Hindustan Times (Chandigarh)

CM presses for classes from coming session at Mohali medical college

- Ravinder Vasudeva

DIRECTS CHIEF SECRETARY TO ENSURE THAT THINGS ARE IN PLACE BEFORE MCI INSPECTION IN FEB

CHANDIGARH: To ensure that classes at the newly announced medical college in Mohali start from the coming session, chief minister Captain Amarinder Singh has directed chief secretary Karan Avtar Singh to fasttrack the case. This is the fourth government medical college in Punjab.

In the January 21 orders, the CM has instructed the chief secretary to review the project to ensure that formalitie­s of the college are completed before the next inspection of the Medical Council of India (MCI), which is scheduled in February.

The CM’S instructio­ns came after health minister Brahm Mohindra took up the issue with him and blamed the state finance department for creating delay in providing sanctions for the college owing to “routine observatio­ns”.

Mohindra wrote the letter to the CM on January 10 after Hindustan Times highlighte­d how the delay caused by the finance department in providing sanctions could hamper the start of MBBS classes in the college announced by the Amarinder government in its first budget.

The sanctions include creation of 168 posts of faculty and 826 posts of paramedics and a few financial provisions, which are pending since August last year.

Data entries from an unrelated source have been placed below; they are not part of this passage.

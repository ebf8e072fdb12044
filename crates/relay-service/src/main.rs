//! Broadcast Relay
//!
//! Signaling relay for one-to-many broadcasts.
//!
//! # Servers
//!
//! - WebSocket signaling server (`GET /signaling`, default: 0.0.0.0:3000)
//! - HTTP server for health endpoints and metrics (default: 0.0.0.0:8081)
//!
//! # Startup Flow
//!
//! 1. Load configuration from environment
//! 2. Initialize tracing
//! 3. Initialize Prometheus metrics recorder
//! 4. Spawn the relay actor
//! 5. Start health HTTP server (liveness, readiness, metrics)
//! 6. Start signaling server, mark ready
//! 7. Wait for shutdown signal, then drain

#![warn(clippy::pedantic)]
#![allow(clippy::too_many_lines)] // main.rs orchestrates startup, naturally longer

use std::net::SocketAddr;
use std::sync::Arc;
use std::time::Duration;

use axum::Router;
use common::config::ObservabilityConfig;
use relay_service::actors::{ActorMetrics, ActorType, RelayActor, RelaySettings};
use relay_service::config::Config;
use relay_service::observability::{health_router, init_metrics_recorder, HealthState};
use relay_service::transport::signaling_router;
use tokio::signal;
use tracing::{error, info, warn};
use tracing_subscriber::{layer::SubscriberExt, util::SubscriberInitExt};

/// How long to wait for the relay actor and servers to stop.
const SHUTDOWN_TIMEOUT: Duration = Duration::from_secs(30);

#[tokio::main]
async fn main() -> Result<(), Box<dyn std::error::Error>> {
    // Configuration decides the log format, so it is read before tracing
    // is up; a failure is logged once tracing is initialized.
    let config = Config::from_env();
    let observability = config
        .as_ref()
        .map(|c| c.observability.clone())
        .unwrap_or_else(|_| ObservabilityConfig::default());

    // Initialize tracing
    let json_logs = observability.json_logs;
    tracing_subscriber::registry()
        .with(
            tracing_subscriber::EnvFilter::try_from_default_env()
                .unwrap_or_else(|_| observability.log_level.clone().into()),
        )
        .with(json_logs.then(|| tracing_subscriber::fmt::layer().json()))
        .with((!json_logs).then(tracing_subscriber::fmt::layer))
        .init();

    info!("Starting Broadcast Relay");

    let config = config.map_err(|e| {
        error!("Failed to load configuration: {}", e);
        e
    })?;

    info!(
        relay_id = %config.relay_id,
        bind_address = %config.bind_address,
        health_bind_address = %config.health_bind_address,
        duplicate_start = %config.duplicate_start,
        max_broadcasts = config.max_broadcasts,
        max_viewers_per_broadcast = config.max_viewers_per_broadcast,
        negotiation_timeout_seconds = config.negotiation_timeout_seconds,
        "Configuration loaded successfully"
    );

    // Initialize Prometheus metrics recorder
    // This must happen before any metrics are recorded
    info!("Initializing Prometheus metrics recorder...");
    let prometheus_handle = init_metrics_recorder().map_err(|e| {
        error!(error = %e, "Failed to install Prometheus metrics recorder");
        e
    })?;
    info!("Prometheus metrics recorder initialized");

    // Initialize health state
    let health_state = Arc::new(HealthState::new());

    // Initialize actor system. This binary only relays signaling; media is
    // peer-to-peer between the browsers.
    info!("Initializing relay actor...");
    let actor_metrics = ActorMetrics::new();
    let (relay, relay_task) = RelayActor::spawn(
        config.relay_id.clone(),
        RelaySettings::from(&config),
        None,
        Arc::clone(&actor_metrics),
    );
    info!("Relay actor initialized");

    // Servers run on children of the relay's token, so relay shutdown stops them
    let shutdown_token = relay.child_token();

    // Start health HTTP server (MUST succeed - fail startup if it doesn't)
    let health_addr: SocketAddr = config.health_bind_address.parse().map_err(|e| {
        error!(error = %e, addr = %config.health_bind_address, "Invalid health bind address");
        format!("Invalid health bind address: {e}")
    })?;

    // Add /metrics endpoint served by Prometheus exporter
    let metrics_router = Router::new().route(
        "/metrics",
        axum::routing::get(move || {
            let handle = prometheus_handle.clone();
            async move { handle.render() }
        }),
    );

    let health_app = health_router(Arc::clone(&health_state)).merge(metrics_router);

    // Bind listener BEFORE spawning to fail fast on bind errors
    let health_listener = tokio::net::TcpListener::bind(health_addr)
        .await
        .map_err(|e| {
            error!(error = %e, addr = %health_addr, "Failed to bind health server");
            format!("Failed to bind health server to {health_addr}: {e}")
        })?;
    info!(addr = %health_addr, "Health server bound successfully");

    let health_shutdown_token = shutdown_token.child_token();
    tokio::spawn(async move {
        info!(addr = %health_addr, "Health server starting");
        let server = axum::serve(health_listener, health_app).with_graceful_shutdown(async move {
            health_shutdown_token.cancelled().await;
            info!("Health server shutting down");
        });
        if let Err(e) = server.await {
            error!(error = %e, "Health server failed");
        }
    });

    // Start signaling server
    let signaling_addr: SocketAddr = config.bind_address.parse().map_err(|e| {
        error!(error = %e, addr = %config.bind_address, "Invalid signaling bind address");
        format!("Invalid signaling bind address: {e}")
    })?;

    let signaling_listener = tokio::net::TcpListener::bind(signaling_addr)
        .await
        .map_err(|e| {
            error!(error = %e, addr = %signaling_addr, "Failed to bind signaling server");
            format!("Failed to bind signaling server to {signaling_addr}: {e}")
        })?;
    info!(addr = %signaling_addr, "Signaling server bound successfully");

    let signaling_app = signaling_router(relay.clone());
    let signaling_shutdown_token = shutdown_token.child_token();
    let signaling_task = tokio::spawn(async move {
        info!(addr = %signaling_addr, "Signaling server starting");
        let server = axum::serve(signaling_listener, signaling_app).with_graceful_shutdown(
            async move {
                signaling_shutdown_token.cancelled().await;
                info!("Signaling server shutting down");
            },
        );
        if let Err(e) = server.await {
            error!(error = %e, "Signaling server failed");
        }
    });

    health_state.set_ready();
    info!("Broadcast Relay running - press Ctrl+C to shutdown");

    tokio::select! {
        () = shutdown_signal() => {
            info!("Shutdown signal received, initiating graceful shutdown...");
        }
        () = shutdown_token.cancelled() => {
            warn!("Relay actor stopped unexpectedly, shutting down");
        }
    }

    // Readiness drops immediately so load balancers stop sending traffic
    health_state.set_draining();

    // Ends every broadcast, then cancels the root token (stops the servers)
    if let Err(e) = relay.shutdown().await {
        warn!(error = %e, "Relay shutdown request failed");
        relay.cancel();
    }

    match tokio::time::timeout(SHUTDOWN_TIMEOUT, relay_task).await {
        Ok(Ok(())) => info!("Relay actor stopped"),
        Ok(Err(e)) if e.is_panic() => {
            actor_metrics.record_panic(ActorType::Relay);
            error!(error = %e, "Relay actor panicked");
        }
        Ok(Err(e)) => warn!(error = %e, "Relay actor task failed"),
        Err(_) => warn!(
            timeout_secs = SHUTDOWN_TIMEOUT.as_secs(),
            "Relay actor did not stop in time"
        ),
    }

    if tokio::time::timeout(SHUTDOWN_TIMEOUT, signaling_task)
        .await
        .is_err()
    {
        warn!("Signaling server did not stop in time");
    }

    info!("Broadcast Relay shutdown complete");
    Ok(())
}

/// Wait for shutdown signal (Ctrl+C or SIGTERM).
///
/// # Panics
///
/// Panics if signal handlers cannot be installed. This is acceptable because
/// without signal handlers, we cannot gracefully shut down the service.
async fn shutdown_signal() {
    let ctrl_c = async {
        #[expect(
            clippy::expect_used,
            reason = "Signal handler installation is critical - panic is appropriate if it fails"
        )]
        signal::ctrl_c()
            .await
            .expect("Failed to install Ctrl+C handler");
    };

    #[cfg(unix)]
    let terminate = async {
        #[expect(
            clippy::expect_used,
            reason = "Signal handler installation is critical - panic is appropriate if it fails"
        )]
        signal::unix::signal(signal::unix::SignalKind::terminate())
            .expect("Failed to install SIGTERM handler")
            .recv()
            .await;
    };

    #[cfg(not(unix))]
    let terminate = std::future::pending::<()>();

    tokio::select! {
        () = ctrl_c => {}
        () = terminate => {}
    }
}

“The tenders for beds and classrooms stand awarded, but the constructi­on work has hit the roadblock due to non-sanction of posts and funds,” the letter by the health minister to the CM reads.

This medical college was sanctioned in 2014-15 by the Union government but was delayed as the previous SADBJP government could not prepare a detailed project report (DPR).

The Amarinder government submitted the DPR in January 2018 after which the Union government released ₹100 crore out of its total share of ₹113 crore for the project. The Punjab government would share 40% of the total cost of the project (₹76 crore) while the Centre would contribute the remaining 60%.

Though the CM had announced to start the MBBS classes from the coming session, the MCI team that visited the college in November last year rejected it citing lack of infrastruc­ture and non-sanction of posts.

In its proposal to the MCI, the Punjab medical education department sought permission for 100 MBBS seats for the first year.

The college is to come up at the Mohali civil hospital, which the health department claims, already has full-fledged infrastruc­ture.

The panchayat of Jujhar Nagar village situated next to the civil hospital has already donated 10 acres for the medical college.

The government has also ordered to vacate the Punjab Health System Corporatio­n hostel situated next to the civil hospital for the college.